** Opening Data supplied block **

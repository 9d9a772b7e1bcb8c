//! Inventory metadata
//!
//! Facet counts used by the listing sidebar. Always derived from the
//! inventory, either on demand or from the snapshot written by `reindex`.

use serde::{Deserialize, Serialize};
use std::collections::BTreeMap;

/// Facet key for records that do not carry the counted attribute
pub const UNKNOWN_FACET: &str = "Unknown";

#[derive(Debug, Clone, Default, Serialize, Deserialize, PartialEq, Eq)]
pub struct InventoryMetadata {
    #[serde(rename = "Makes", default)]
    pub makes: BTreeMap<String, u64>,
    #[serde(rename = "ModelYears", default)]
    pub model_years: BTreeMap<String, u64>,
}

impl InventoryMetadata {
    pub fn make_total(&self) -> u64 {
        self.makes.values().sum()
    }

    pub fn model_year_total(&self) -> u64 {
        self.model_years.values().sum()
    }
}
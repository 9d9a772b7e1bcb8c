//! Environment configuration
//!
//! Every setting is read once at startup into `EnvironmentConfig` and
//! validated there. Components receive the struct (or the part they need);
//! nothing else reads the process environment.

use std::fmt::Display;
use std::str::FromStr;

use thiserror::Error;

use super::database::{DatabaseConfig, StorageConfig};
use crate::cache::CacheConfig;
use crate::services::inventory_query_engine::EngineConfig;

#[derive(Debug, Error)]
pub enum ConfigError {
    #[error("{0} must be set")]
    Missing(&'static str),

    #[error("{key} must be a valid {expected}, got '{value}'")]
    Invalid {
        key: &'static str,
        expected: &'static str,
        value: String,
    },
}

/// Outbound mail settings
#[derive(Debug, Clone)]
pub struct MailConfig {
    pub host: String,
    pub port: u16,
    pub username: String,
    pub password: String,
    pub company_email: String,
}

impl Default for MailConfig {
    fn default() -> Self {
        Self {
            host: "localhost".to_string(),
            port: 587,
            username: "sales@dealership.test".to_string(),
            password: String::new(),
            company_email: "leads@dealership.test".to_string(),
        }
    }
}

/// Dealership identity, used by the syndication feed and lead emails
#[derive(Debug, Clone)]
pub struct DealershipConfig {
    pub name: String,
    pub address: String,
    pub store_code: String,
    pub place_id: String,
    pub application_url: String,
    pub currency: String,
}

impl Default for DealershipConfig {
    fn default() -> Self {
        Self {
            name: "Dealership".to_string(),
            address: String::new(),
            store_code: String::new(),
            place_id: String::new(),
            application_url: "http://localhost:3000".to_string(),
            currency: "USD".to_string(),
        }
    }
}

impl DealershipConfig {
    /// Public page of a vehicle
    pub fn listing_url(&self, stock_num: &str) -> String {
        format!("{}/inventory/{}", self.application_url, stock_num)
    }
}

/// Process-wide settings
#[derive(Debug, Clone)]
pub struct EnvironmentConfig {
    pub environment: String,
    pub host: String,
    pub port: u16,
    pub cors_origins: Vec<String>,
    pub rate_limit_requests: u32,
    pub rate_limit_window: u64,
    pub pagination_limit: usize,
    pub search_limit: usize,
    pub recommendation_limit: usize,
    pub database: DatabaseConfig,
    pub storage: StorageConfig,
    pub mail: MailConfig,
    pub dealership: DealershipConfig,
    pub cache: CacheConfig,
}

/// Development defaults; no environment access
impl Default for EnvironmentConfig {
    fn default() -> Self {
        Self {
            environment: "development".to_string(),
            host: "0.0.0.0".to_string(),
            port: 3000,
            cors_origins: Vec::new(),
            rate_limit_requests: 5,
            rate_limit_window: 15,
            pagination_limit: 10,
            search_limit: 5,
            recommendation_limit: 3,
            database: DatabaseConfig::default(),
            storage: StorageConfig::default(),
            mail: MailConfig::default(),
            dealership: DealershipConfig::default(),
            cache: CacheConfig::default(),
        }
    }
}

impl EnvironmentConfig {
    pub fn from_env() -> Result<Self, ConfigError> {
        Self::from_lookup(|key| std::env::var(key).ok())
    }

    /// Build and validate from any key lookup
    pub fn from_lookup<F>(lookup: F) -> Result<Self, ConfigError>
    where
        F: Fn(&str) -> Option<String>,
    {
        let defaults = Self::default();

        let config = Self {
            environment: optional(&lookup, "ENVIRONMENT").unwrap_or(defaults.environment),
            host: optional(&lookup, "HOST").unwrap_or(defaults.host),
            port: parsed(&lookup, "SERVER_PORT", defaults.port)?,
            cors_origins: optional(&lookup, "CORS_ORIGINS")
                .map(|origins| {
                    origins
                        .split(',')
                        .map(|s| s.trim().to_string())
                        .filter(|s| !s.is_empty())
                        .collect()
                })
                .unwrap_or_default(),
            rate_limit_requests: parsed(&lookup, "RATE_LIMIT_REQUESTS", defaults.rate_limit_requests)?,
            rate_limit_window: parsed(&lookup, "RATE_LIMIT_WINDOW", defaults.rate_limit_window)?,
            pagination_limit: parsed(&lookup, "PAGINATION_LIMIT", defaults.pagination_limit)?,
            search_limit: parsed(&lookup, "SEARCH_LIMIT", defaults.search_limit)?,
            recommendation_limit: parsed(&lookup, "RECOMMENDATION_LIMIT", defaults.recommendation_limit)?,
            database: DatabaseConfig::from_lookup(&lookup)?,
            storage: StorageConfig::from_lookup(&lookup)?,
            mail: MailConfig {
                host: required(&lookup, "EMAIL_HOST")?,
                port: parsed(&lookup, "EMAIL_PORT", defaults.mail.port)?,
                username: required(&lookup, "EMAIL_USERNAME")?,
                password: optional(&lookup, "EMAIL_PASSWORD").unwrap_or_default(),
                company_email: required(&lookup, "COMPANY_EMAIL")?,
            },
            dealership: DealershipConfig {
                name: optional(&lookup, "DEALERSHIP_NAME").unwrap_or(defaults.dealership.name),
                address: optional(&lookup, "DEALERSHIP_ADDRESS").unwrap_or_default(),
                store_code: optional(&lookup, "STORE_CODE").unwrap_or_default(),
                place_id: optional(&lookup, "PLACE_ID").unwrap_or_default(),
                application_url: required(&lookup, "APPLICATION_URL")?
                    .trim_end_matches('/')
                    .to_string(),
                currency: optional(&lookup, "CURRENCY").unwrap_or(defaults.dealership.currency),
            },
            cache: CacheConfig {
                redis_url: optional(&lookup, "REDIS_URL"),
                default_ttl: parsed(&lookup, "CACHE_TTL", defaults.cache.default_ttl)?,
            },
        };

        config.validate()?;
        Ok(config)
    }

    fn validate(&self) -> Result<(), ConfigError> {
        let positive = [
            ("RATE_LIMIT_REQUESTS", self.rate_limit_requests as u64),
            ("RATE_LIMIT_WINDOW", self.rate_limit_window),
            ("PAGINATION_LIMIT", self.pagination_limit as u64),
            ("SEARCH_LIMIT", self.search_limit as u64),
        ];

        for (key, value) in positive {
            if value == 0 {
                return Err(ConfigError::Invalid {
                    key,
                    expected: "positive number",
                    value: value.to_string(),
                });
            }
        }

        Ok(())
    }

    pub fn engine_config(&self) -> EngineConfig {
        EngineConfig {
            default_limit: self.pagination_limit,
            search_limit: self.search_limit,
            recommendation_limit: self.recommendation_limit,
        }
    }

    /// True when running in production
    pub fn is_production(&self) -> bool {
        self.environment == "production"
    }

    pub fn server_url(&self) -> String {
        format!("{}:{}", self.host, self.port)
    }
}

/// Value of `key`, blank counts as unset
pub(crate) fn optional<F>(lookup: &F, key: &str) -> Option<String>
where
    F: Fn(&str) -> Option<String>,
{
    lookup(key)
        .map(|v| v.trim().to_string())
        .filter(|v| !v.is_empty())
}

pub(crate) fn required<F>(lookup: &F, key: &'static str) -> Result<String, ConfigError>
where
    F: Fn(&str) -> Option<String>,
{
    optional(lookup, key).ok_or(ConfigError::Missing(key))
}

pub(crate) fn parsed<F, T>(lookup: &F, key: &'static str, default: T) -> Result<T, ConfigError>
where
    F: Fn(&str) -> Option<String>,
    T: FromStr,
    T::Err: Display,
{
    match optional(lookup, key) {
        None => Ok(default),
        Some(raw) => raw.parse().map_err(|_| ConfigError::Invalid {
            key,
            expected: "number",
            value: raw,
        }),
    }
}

** Closing Data supplied block **

Return each line of the entries that holds the string "EnvironmentConfig".

//! Every setting is read once at startup into `EnvironmentConfig` and
pub struct EnvironmentConfig {
impl Default for EnvironmentConfig {
impl EnvironmentConfig {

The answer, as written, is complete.